I would also like to acknowledge other Judges and former Judges who are here. I acknowledge former Presidents of the AAT, The Honourable Garry Downes KC and The Honourable Duncan Kerr Chev LC SC, along with Presidents of State Civil and Administrative Tribunals. I acknowledge representatives of the profession and members of the expert advisory group.

On 16 December 2022, I announced that the Albanese Government would abolish the Administrative Appeals Tribunal and replace it with a new administrative review body that better serves the interests of the Australian community. Today we gather to inaugurate that new body, the Administrative Review Tribunal, and deliver on our promise to restore trust and confidence in the review of government decisions. We also mark the most significant institutional reform to Australia's system of administrative review in almost half a century.

Today is a major milestone for the entire Australian community, for the tens of thousands of people who, every year, access independent merits review of government decisions.
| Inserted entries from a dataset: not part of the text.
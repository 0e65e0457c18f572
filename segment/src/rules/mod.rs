//! Ordered lookaround rule tables, one per boundary kind.
//!
//! A rule names a left context, a right context and a verdict. The left
//! context is matched backward from the candidate position and the right
//! context forward from it; the first rule whose contexts both match decides
//! whether the position is a boundary. Every table ends with a wildcard rule
//! so that some rule always decides.
use once_cell::sync::Lazy;
use unicorn_core::{Error, Result};

use crate::inst::{Program, ProgramError};
use crate::pattern::{compile, Pattern};
use crate::pikevm::Direction;
use crate::BoundaryKind;

mod grapheme;
mod sentence;
mod word;

#[derive(Debug, Clone, PartialEq, Eq, serde::Serialize)]
pub struct Rule {
    pub name: &'static str,
    /// Compiled for backward execution.
    pub left: Program,
    /// Compiled for forward execution.
    pub right: Program,
    /// Does a match mean a boundary?
    pub breaks: bool,
}

impl Rule {
    fn compile(
        name: &'static str,
        left: Pattern,
        breaks: bool,
        right: Pattern,
    ) -> std::result::Result<Self, ProgramError> {
        Ok(Self {
            name,
            left: compile(&left, Direction::Backward)?,
            right: compile(&right, Direction::Forward)?,
            breaks,
        })
    }

    /// `left ÷ right`
    pub(crate) fn split(
        name: &'static str,
        left: Pattern,
        right: Pattern,
    ) -> std::result::Result<Self, ProgramError> {
        Self::compile(name, left, true, right)
    }

    /// `left × right`
    pub(crate) fn join(
        name: &'static str,
        left: Pattern,
        right: Pattern,
    ) -> std::result::Result<Self, ProgramError> {
        Self::compile(name, left, false, right)
    }

    /// True when the rule matches at every position.
    pub fn is_wildcard(&self) -> bool {
        self.left.is_wildcard() && self.right.is_wildcard()
    }
}

#[derive(Debug, Clone, PartialEq, Eq, serde::Serialize)]
pub struct RuleTable {
    kind: BoundaryKind,
    rules: Vec<Rule>,
}

impl RuleTable {
    /// Build a table, rejecting one whose last rule is not a wildcard.
    pub fn new(kind: BoundaryKind, rules: Vec<Rule>) -> std::result::Result<Self, ProgramError> {
        match rules.last() {
            Some(last) if last.is_wildcard() => Ok(Self { kind, rules }),
            Some(last) => Err(ProgramError::MissingWildcard(last.name.to_string())),
            None => Err(ProgramError::MissingWildcard("an empty table".to_string())),
        }
    }

    /// A table without the trailing wildcard check.
    #[cfg(test)]
    pub(crate) fn unchecked(kind: BoundaryKind, rules: Vec<Rule>) -> Self {
        Self { kind, rules }
    }

    /// The compiled table for `kind`, built on first use.
    pub fn for_kind(kind: BoundaryKind) -> Result<&'static RuleTable> {
        let table = match kind {
            BoundaryKind::Grapheme => &*GRAPHEME,
            BoundaryKind::Word => &*WORD,
            BoundaryKind::Sentence => &*SENTENCE,
        };
        table.as_ref().map_err(|err| {
            tracing::error!(%kind, %err, "rule table failed to compile");
            Error::from(err.clone())
        })
    }

    pub fn kind(&self) -> BoundaryKind {
        self.kind
    }

    pub fn rules(&self) -> &[Rule] {
        &self.rules
    }

    pub fn len(&self) -> usize {
        self.rules.len()
    }

    pub fn is_empty(&self) -> bool {
        self.rules.is_empty()
    }

    /// Longest program in the table.
    pub fn max_program_len(&self) -> usize {
        self.rules
            .iter()
            .map(|r| r.left.len().max(r.right.len()))
            .max()
            .unwrap_or(0)
    }
}

fn build(
    kind: BoundaryKind,
    rules: fn() -> std::result::Result<Vec<Rule>, ProgramError>,
) -> std::result::Result<RuleTable, ProgramError> {
    let table = RuleTable::new(kind, rules()?)?;
    tracing::debug!(
        %kind,
        rules = table.len(),
        longest = table.max_program_len(),
        "compiled rule table"
    );
    Ok(table)
}

static GRAPHEME: Lazy<std::result::Result<RuleTable, ProgramError>> =
    Lazy::new(|| build(BoundaryKind::Grapheme, grapheme::rules));

static WORD: Lazy<std::result::Result<RuleTable, ProgramError>> =
    Lazy::new(|| build(BoundaryKind::Word, word::rules));

static SENTENCE: Lazy<std::result::Result<RuleTable, ProgramError>> =
    Lazy::new(|| build(BoundaryKind::Sentence, sentence::rules));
These decisions can affect any of us—our friends, colleagues and family members—and concern significant and life-changing matters like eligibility for an age pension, NDIS funding or whether someone can study, work or live permanently in Australia.
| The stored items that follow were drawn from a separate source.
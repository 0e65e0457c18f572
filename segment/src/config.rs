//! Segmentation configuration.
//!
//! Extends the core configuration with the set of boundary kinds that may be
//! requested. Serialized as flat TOML:
//!
//! ```toml
//! encoding_forms = ["utf8", "utf16"]
//! segmentation = ["grapheme", "word"]
//! ```

use serde::{Deserialize, Serialize};
use unicorn_core::{Error, Result};

use crate::BoundaryKind;

#[derive(Debug, Clone, PartialEq, Eq, Deserialize, Serialize)]
#[serde(default)]
pub struct SegmenterConfig {
    /// Encoding forms accepted as input.
    #[serde(flatten)]
    pub base: unicorn_core::Config,

    /// Boundary kinds that may be requested.
    pub segmentation: Vec<BoundaryKind>,
}

impl Default for SegmenterConfig {
    fn default() -> Self {
        Self {
            base: unicorn_core::Config::default(),
            segmentation: BoundaryKind::ALL.to_vec(),
        }
    }
}

impl SegmenterConfig {
    /// Convert this config into the base config.
    pub fn into_base(self) -> unicorn_core::Config {
        self.base
    }

    /// Get a reference to the base config
    pub fn base(&self) -> &unicorn_core::Config {
        &self.base
    }

    /// Get a mutable reference to the base config
    pub fn base_mut(&mut self) -> &mut unicorn_core::Config {
        &mut self.base
    }

    /// Load configuration from a TOML file.
    pub fn load_toml<P: AsRef<std::path::Path>>(
        path: P,
    ) -> std::result::Result<Self, Box<dyn std::error::Error>> {
        let content = std::fs::read_to_string(path)?;
        let config: SegmenterConfig = toml::from_str(&content)?;
        Ok(config)
    }

    /// Save configuration to a TOML file.
    pub fn save_toml<P: AsRef<std::path::Path>>(
        &self,
        path: P,
    ) -> std::result::Result<(), Box<dyn std::error::Error>> {
        let content = toml::to_string_pretty(self)?;
        std::fs::write(path, content)?;
        Ok(())
    }

    pub fn from_toml_str(content: &str) -> std::result::Result<Self, toml::de::Error> {
        toml::from_str(content)
    }

    pub fn to_toml_string(&self) -> std::result::Result<String, toml::ser::Error> {
        toml::to_string_pretty(self)
    }

    pub fn is_enabled(&self, kind: BoundaryKind) -> bool {
        self.segmentation.contains(&kind)
    }

    /// Reject a boundary kind that is switched off.
    pub fn check_kind(&self, kind: BoundaryKind) -> Result<()> {
        if self.is_enabled(kind) {
            Ok(())
        } else {
            tracing::warn!(%kind, "rejecting a disabled boundary kind");
            Err(Error::FeatureDisabled(format!("{kind} segmentation")))
        }
    }
}

#[cfg(test)]
mod tests {
    use super::*;
    use unicorn_core::EncodingForm;

    #[test]
    fn test_flat_toml() {
        let config = SegmenterConfig::from_toml_str(
            "encoding_forms = [\"utf8\"]\nsegmentation = [\"word\"]\n",
        )
        .unwrap();
        assert_eq!(config.base.encoding_forms, vec![EncodingForm::Utf8]);
        assert_eq!(config.segmentation, vec![BoundaryKind::Word]);
        assert!(!config.is_enabled(BoundaryKind::Sentence));

        let round_trip = SegmenterConfig::from_toml_str(&config.to_toml_string().unwrap()).unwrap();
        assert_eq!(round_trip, config);
    }

    #[test]
    fn test_defaults() {
        let config = SegmenterConfig::from_toml_str("").unwrap();
        assert_eq!(config, SegmenterConfig::default());
        assert!(config.check_kind(BoundaryKind::Grapheme).is_ok());
        assert_eq!(config.clone().into_base(), unicorn_core::Config::default());
    }

    #[test]
    fn test_disabled_kind() {
        let mut config = SegmenterConfig::default();
        config.segmentation.retain(|&k| k != BoundaryKind::Sentence);
        config.base_mut().encoding_forms.clear();
        assert_eq!(
            config.check_kind(BoundaryKind::Sentence),
            Err(Error::FeatureDisabled("sentence segmentation".into()))
        );
        assert!(config.base().encoding_forms.is_empty());
    }
}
Gerard Brennan, inaugural President of the AAT, said that the AAT was, and I quote:

charged with the responsibility of blowing the winds of legal orthodoxy through the corridors of administrative power.

It was, he said:

intended not only to give better administrative justice in individual cases but also to secure an improvement in primary administrative decision-making.

This new Tribunal will build on these foundational principles. Like its predecessor, it will provide an independent mechanism of review—but the way it does so will be more efficient and accessible than ever before. Today, Australians are getting the Tribunal they deserve, one that is user-focused, efficient, accessible, independent and fair.

To understand the future of administrative review we must first look to the past. The 1960s and 70s in Australia saw rapid social change with the Commonwealth government expanding its role in education, healthcare and social security. Increasingly, government decision-makers were required to exercise discretionary authority over matters that would directly affect people's lives. Mounting expectations were placed on decision-makers and public servants to act with integrity and transparency and be accountable to the Australian public for their decisions. To quote the Kerr Committee, whose 1971 report formed the basis for the design of the AAT:

We accept that the administration must, in the modern community, bear the burden of power and duty thrust upon it by circumstances and the legislature. There must, however,… be a concomitant acceptance of responsibility to correct administrative error and the improper exercise of administrative power.

It was the Whitlam and Fraser governments who gave Australia its modern system of administrative law through their bipartisan commitment to a mechanism for review of government decisions. Until that time the only avenue to appeal government decisions was review by courts for error of law. As we know, the wheels of justice move slowly and sometimes at great expense. Merits review was the answer. Gerard Brennan described it as a “brilliant solution … to the problems of the rapid expansion of administrative decision-making in a complex society.”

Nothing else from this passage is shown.